As shown previously, with the increase in cooking temperature and holding time, the retention rate of MTBITC was decreased gradually for the three cooking methods (Fig. 4). Coogan and Wills (2002) dried Asian white radish to <10 % moisture content using a hot air drier, a heat pump drier, and a freeze-drier and found that MTBITC was substantially decreased, which conformed to the current study. The current study suggested that heating or cooking might destroy 4-MTB-GSL, leading to the loss of MTBITC, which was supported by Song et al. (2013), who found that MTBITC could convert rapidly into a water-soluble degradation product in the hydrolytic process. For better understanding the degradation mechanism of MTBITC in radish by heating, further studies should be conducted.
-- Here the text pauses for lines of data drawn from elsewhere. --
//! Request URL → wiki route.

use percent_encoding::percent_decode_str;
use url::form_urlencoded;

use crate::utils::path::last_segment;

/// What a request under the prefix asks for.
#[derive(Debug, Clone, PartialEq, Eq)]
pub enum Route {
    /// The prefix itself without its trailing slash. Relative links on the
    /// main page only resolve under `prefix/`, so this redirects there.
    PrefixRoot,
    /// `/`: the main document.
    Main,
    /// `/all_files`
    AllFiles,
    /// `/history?page=N&limit=L`; `None` means the default.
    History {
        page: Option<usize>,
        limit: Option<usize>,
    },
    /// `/history/diff?first=A&second=B`
    Diff { first: String, second: String },
    /// Anything else, by its last path segment: a document or a file in
    /// the docroot.
    Named(String),
    /// Outside the prefix, or nothing left to look up.
    NotFound,
}

impl Route {
    pub fn parse(url: &str, prefix: &str) -> Self {
        let (path, query) = url.split_once('?').unwrap_or((url, ""));
        let path = path.split('#').next().unwrap_or_default();
        let path = percent_decode_str(path).decode_utf8_lossy();

        let Some(local) = strip_prefix(&path, prefix) else {
            return Self::NotFound;
        };

        if local.is_empty() && !prefix.is_empty() {
            return Self::PrefixRoot;
        }

        match local.trim_end_matches('/') {
            "" => Self::Main,
            "/all_files" => Self::AllFiles,
            "/history" => Self::History {
                page: query_value(query, "page").and_then(|v| v.parse().ok()),
                limit: query_value(query, "limit").and_then(|v| v.parse().ok()),
            },
            "/history/diff" => Self::Diff {
                first: query_value(query, "first").unwrap_or_default(),
                second: query_value(query, "second").unwrap_or_default(),
            },
            other => match last_segment(other) {
                Some(name) => Self::Named(name.to_owned()),
                None => Self::NotFound,
            },
        }
    }
}

/// Path below `prefix`, or `None` if the path is not under it.
fn strip_prefix<'a>(path: &'a str, prefix: &str) -> Option<&'a str> {
    if prefix.is_empty() {
        return Some(path);
    }
    let rest = path.strip_prefix(prefix)?;
    (rest.is_empty() || rest.starts_with('/')).then_some(rest)
}

fn query_value(query: &str, key: &str) -> Option<String> {
    form_urlencoded::parse(query.as_bytes())
        .find(|(k, _)| k == key)
        .map(|(_, v)| v.into_owned())
}

#[cfg(test)]
mod tests {
    use super::*;

    #[test]
    fn test_fixed_routes() {
        assert_eq!(Route::parse("/", ""), Route::Main);
        assert_eq!(Route::parse("/all_files", ""), Route::AllFiles);
        assert_eq!(Route::parse("/all_files/", ""), Route::AllFiles);
        assert_eq!(
            Route::parse("/history", ""),
            Route::History {
                page: None,
                limit: None
            }
        );
    }

    #[test]
    fn test_prefix() {
        assert_eq!(Route::parse("/wiki", "/wiki"), Route::PrefixRoot);
        assert_eq!(Route::parse("/wiki?x=1", "/wiki"), Route::PrefixRoot);
        assert_eq!(Route::parse("/wiki/", "/wiki"), Route::Main);
        assert_eq!(Route::parse("", ""), Route::Main);
        assert_eq!(
            Route::parse("/wiki/Foo", "/wiki"),
            Route::Named("Foo".into())
        );
        assert_eq!(Route::parse("/wikipedia", "/wiki"), Route::NotFound);
        assert_eq!(Route::parse("/Foo", "/wiki"), Route::NotFound);
    }

    #[test]
    fn test_history_query() {
        assert_eq!(
            Route::parse("/history?page=3&limit=20", ""),
            Route::History {
                page: Some(3),
                limit: Some(20)
            }
        );
        assert_eq!(
            Route::parse("/history?page=x", ""),
            Route::History {
                page: None,
                limit: None
            }
        );
    }

    #[test]
    fn test_diff_query() {
        assert_eq!(
            Route::parse("/history/diff?first=abc&second=HEAD%7E1", ""),
            Route::Diff {
                first: "abc".into(),
                second: "HEAD~1".into()
            }
        );
    }

    #[test]
    fn test_named_uses_last_segment() {
        assert_eq!(
            Route::parse("/a/../../etc/passwd", ""),
            Route::Named("passwd".into())
        );
        assert_eq!(
            Route::parse("/Caf%C3%A9", ""),
            Route::Named("Café".into())
        );
        assert_eq!(
            Route::parse("/custom.css?v=1", ""),
            Route::Named("custom.css".into())
        );
    }
}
As presented in Fig. 4c, the retention rate of MTBITC of white radish cooked by microwave oven has a more significant standard deviation (a notable error bar) than that of the other two cooking methods. This might be caused by the inhomogeneity of microwave heating, thus providing poor repeatability. However, the minimum retention rate of MTBITC cooked by the inverter microwave oven was higher than that of other two methods under the same temperatures. This might be explained by the rapid heating of microwave. Compared to the water bath and steam stove, microwave heating can reach the set temperature of the experiment quickly, thus saving the heating time of the samples. For heating samples to the required temperatures, both water bath and steam stove required about 10 min, while microwave oven only needed 40–60 s. As analyzed previously, MTBITC could convert rapidly into a water-soluble degradation product in the hydrolytic process. In other words, MTBITC loss would be increased with the increasing loss of moisture in cooked radish. With the increase in cooking holding time, the moisture loss was increased gradually, thus MTBITC was reduced. Therefore, in order to retain the MTBITC in radish as far as possible, microwave heating is recommended for cooking radish. Table 2 and Fig. 7 show the different degradation trends between the non-microwave (water bath or steam stove) and microwave ambient. Because of the long heating time for non-microwave cooking, the content of MTBITC was markedly reduced by following an exponential decay when samples were heated to the required temperature and then held at that temperature. However, for the microwave oven, due to the short heating time of only 40–60 s, the content of MTBITC was higher and was mainly affected by the holding time; thus, the degradation pattern tended to be linear with the holding time. For achieving “nutritional cooking”, the microwave oven should be a better cooking solution.

Conclusions

MTBITC in Chinese white radish was determined using the GC-FID method, as affected under different cooking condition methods and cooking temperatures. Ultrasound was used to enhance the extraction efficiency of MTBITC in radish. Results indicated that the retention rate of MTBITC was decreased with increasing cooking temperature and time, the retention rate of MTBITC was significantly reduced after holding for 1 min at 85 or 95 °C for both water bath and steam stove cooking methods, and the degradation of MTBITC in radish followed an exponential decay. For microwave oven cooking, the retention rate of MTBITC was much higher, which followed a linear decay with the holding time due to the short heating time to reach the required cooking temperature. In order to retain MTBITC in radish as far as possible, microwave heating method is recommended for cooking radish. The current results can be of importance to guide a more scientific “nutritional cooking” and reduce the overheating of traditional cooking methods.